In a long and drawn-out blog post, Morrow said today that comparing the rollouts in the two countries was like comparing apples and oranges. First, he said, the delivery model differed in that the main telco in New Zealand, Telecom NZ, was split into retail (Spark) and wholesale (Chorus) arms.
Chorus retained ownership of infrastructure and was doing most of the work for building fibre networks. This, Morrow said, meant Chorus could use all existing assets to build the fibre network without paying a cent.
In Australia, the NBN Co, which was set up as a government company, had no network assets; it had to pay Telstra for these assets.
Another difference was that when New Zealand started building a fibre network, it already had a fibre-to-the-node network in place. This meant that much of the feeder fibre from the exchange to street corner cabinets was already in place, "meaning far less work was required to go from FttN to FttP with Chorus taking fibre only a few hundred metres in most cases".
Bill Morrow: 'Don't compare us with New Zealand.'
In Australia, the network was being built from scratch and NBN Co had to take fibre an average of 2.5 kilometres from the exchange to a user's residence.
The same factor meant that the rollout was cheaper in New Zealand. And while there had been much talk about Chorus reducing its FttP delivery costs over the last few years, this was because it had been forced to start the fibre rollout in more expensive areas and then move to cheaper areas, Morrow claimed.
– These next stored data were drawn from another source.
//! Scheduling strategies.
//!
//! The trigger engine owns states, timers, and events; a [`Scheduler`]
//! decides how far away the next trip is. Two strategies exist: a fixed
//! interval that re-uses its configured range, and a calendar strategy that
//! hunts for the next qualifying day-of-week window, optionally anchored to
//! an astronomical phenomenon resolved through an asynchronous fetch.

pub mod calendar;
pub mod days;
pub mod interval;

use anyhow::{Result, bail};
use chrono::{DateTime, Local};
use serde::{Deserialize, Serialize};

use crate::astro::{AstroRequest, AstronomicalDay, EventOffset, Location, Phenomenon};
use crate::constants::{
    DEFAULT_DRIFT_CHECK_PERIOD_MS, MAXIMUM_HOUR, MAXIMUM_MINUTE, MINIMUM_HOUR, MINIMUM_MINUTE,
};
use crate::schedule::days::DayMask;
use crate::trigger::TimeRange;

/// Wall-clock fields naming a time of day, also used for the symmetric
/// tolerance around it.
#[derive(Debug, Clone, Copy, PartialEq, Serialize, Deserialize)]
pub struct ClockTime {
    pub hour: i32,
    pub minute: i32,
}

impl ClockTime {
    pub fn new(hour: i32, minute: i32) -> Self {
        Self { hour, minute }
    }

    /// Bounds check, one wider than a clock reads on each side. `what`
    /// names the field in the failure message.
    pub fn validate(&self, what: &str) -> Result<()> {
        if !(MINIMUM_HOUR..=MAXIMUM_HOUR).contains(&self.hour) {
            bail!(
                "{what} hour must be between {MINIMUM_HOUR} and {MAXIMUM_HOUR} (got {})",
                self.hour
            );
        }
        if !(MINIMUM_MINUTE..=MAXIMUM_MINUTE).contains(&self.minute) {
            bail!(
                "{what} minute must be between {MINIMUM_MINUTE} and {MAXIMUM_MINUTE} (got {})",
                self.minute
            );
        }
        Ok(())
    }
}

/// Astronomical anchoring of a calendar schedule.
#[derive(Debug, Clone, Copy, PartialEq, Serialize, Deserialize)]
pub struct AstroSpec {
    pub phenomenon: Phenomenon,
    pub location: Location,
    #[serde(default)]
    pub offset: EventOffset,
}

/// Calendar schedule configuration.
#[derive(Debug, Clone, PartialEq, Serialize, Deserialize)]
pub struct CalendarSpec {
    /// Days of the week the trigger may fire on.
    #[serde(default)]
    pub days: DayMask,
    /// Nominal time of day. Ignored while astronomical data is available,
    /// but still serves as the fallback before the first successful fetch.
    pub time: Option<ClockTime>,
    /// Symmetric window half-width around the nominal time.
    #[serde(default = "CalendarSpec::default_tolerance")]
    pub tolerance: ClockTime,
    /// Anchor the nominal time to a fetched phenomenon.
    pub astronomical: Option<AstroSpec>,
    /// Remaining-time re-validation period while armed.
    #[serde(default = "CalendarSpec::default_drift_period")]
    pub drift_check_period_ms: u64,
}

impl CalendarSpec {
    fn default_tolerance() -> ClockTime {
        ClockTime::new(0, 0)
    }

    fn default_drift_period() -> u64 {
        DEFAULT_DRIFT_CHECK_PERIOD_MS
    }

    pub fn validate(&self) -> Result<()> {
        if let Some(time) = &self.time {
            time.validate("trigger time")?;
        }
        self.tolerance.validate("trigger time tolerance")?;
        if let Some(astro) = &self.astronomical {
            astro.location.validate()?;
            astro.offset.validate()?;
        } else if self.time.is_none() {
            bail!("calendar schedule needs a trigger time or an astronomical anchor");
        }
        if self.drift_check_period_ms == 0 {
            bail!("drift check period must be positive (got 0)");
        }
        Ok(())
    }
}

/// How the engine should schedule trips.
#[derive(Debug, Clone, PartialEq, Serialize, Deserialize)]
#[serde(rename_all = "snake_case")]
pub enum ScheduleKind {
    /// Fire on the configured timeout range, over and over.
    Interval,
    /// Fire inside day-of-week windows, optionally astronomically anchored.
    Calendar(CalendarSpec),
}

impl ScheduleKind {
    pub fn validate(&self) -> Result<()> {
        match self {
            ScheduleKind::Interval => Ok(()),
            ScheduleKind::Calendar(spec) => spec.validate(),
        }
    }
}

/// Verdict of a scheduling pass.
#[derive(Debug, Clone)]
pub(crate) enum ScheduleVerdict {
    /// Timeout range ready. The engine realizes a value from it and arms.
    Ready(TimeRange),
    /// Astronomical data must be resolved first. The engine runs the fetch
    /// and feeds the response back through [`Scheduler::absorb`].
    Fetch(AstroRequest),
    /// No viable schedule. The engine winds the trigger down.
    Unschedulable,
}

/// Strategy consulted by the engine whenever timer values regenerate.
///
/// All methods take `now` from the engine's time source so a strategy never
/// reads the clock itself.
pub(crate) trait Scheduler: Send {
    /// Arming entry. The only pass allowed to hold the trigger in Arming by
    /// returning [`ScheduleVerdict::Fetch`].
    fn begin_arming(&mut self, now: DateTime<Local>) -> ScheduleVerdict;

    /// Tripped-to-Armed handoff. Must produce a range without waiting; a
    /// strategy that schedules from fetched data recomputes from its last
    /// known nominal time and queues a background refresh instead.
    fn rearm(&mut self, now: DateTime<Local>) -> ScheduleVerdict;

    /// Background refresh queued by [`Scheduler::rearm`], drained by the
    /// engine once the transition has committed.
    fn take_refresh(&mut self, _now: DateTime<Local>) -> Option<AstroRequest> {
        None
    }

    /// Feeds back a fetch response. The returned verdict applies while the
    /// trigger is still Arming on the issuing generation; for anything
    /// stale the engine discards the verdict and only the cached nominal
    /// time survives.
    fn absorb(
        &mut self,
        _now: DateTime<Local>,
        _response: Result<AstronomicalDay>,
    ) -> ScheduleVerdict {
        ScheduleVerdict::Unschedulable
    }

    /// Remaining-time re-validation period while armed. `None` skips the
    /// drift check entirely.
    fn drift_check_period_ms(&self) -> Option<u64> {
        None
    }

    /// Records a trip so an already-consumed window is not reused.
    fn note_tripped(&mut self, _at: DateTime<Local>) {}

    /// Inactive entry. Forgets the recorded trip so a restarted trigger can
    /// reuse a still-open window.
    fn reset(&mut self) {}
}

/// Builds the strategy for a schedule kind. The interval strategy replays
/// `timeout`; the calendar strategy derives its own ranges.
pub(crate) fn build_scheduler(kind: &ScheduleKind, timeout: TimeRange) -> Box<dyn Scheduler> {
    match kind {
        ScheduleKind::Interval => Box::new(interval::IntervalScheduler::new(timeout)),
        ScheduleKind::Calendar(spec) => Box::new(calendar::CalendarScheduler::new(spec.clone())),
    }
}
The cost was also claimed to be lower because of the method of delivery. Chorus delivered a significant portion of the fibre network aerially; NBN Co could do this for only 15% of premises. Morrow added that even in non-aerial locations, Chorus could use many other ways to reach the premises.
"If the lead-in conduit is blocked, they can run fibre ducting down fence-lines or even micro-trench the fibre across lawns," he claimed,.
But the NBN Co had to build most of its lead-in through underground conduits, meaning the cost was much higher, sometimes well above $20,000.
Morrow also cited the forced disconnection as a point of difference: in Australia, residences have 18 months to switch after being declared NBN-ready. Businesses have three years.
On the negative side, this meant that only 40% of the connected premises in New Zealand had switched to fibre whereas in Australia the take-up rate was about 75%. But this allowed Chorus to keep premises, which were difficult to connect to fibre, on the old network until the problem was sorted out.
The relative size of the two countries was also cited by the NBN chief as a reason why the two rollouts could not be compared. Additionally, in Australia, fibre had to be deployed to 93% of the residents while in New Zealand the model called for deployment to about 75% of the country.
"NBN Co has to deploy fixed-broadband networks in places like regional Tasmania that in New Zealand are currently served by fixed wireless services – this is a crucial fact to bear in mind when trying to compare what is being done in New Zealand to what is being done here in Australia," Morrow said.
"It is interesting to note that Chorus anticipate that their costs to deliver FTTP to regional areas of New Zealand will increase by NZ$600 from current costs."
He also cited the connectivity virtual circuit cost as a point of difference, one that made the NBN Co's network more expensive to the end user. In New Zealand, there is no such cost, with only an access charge being levied based on wholesale speed.
"As can be seen, comparing Chorus to NBN Co is like comparing apples to oranges. We are confident we are managing our costs efficiently and comparing Chorus to NBN Co is interesting, but ultimately, not particularly helpful," Morrow said.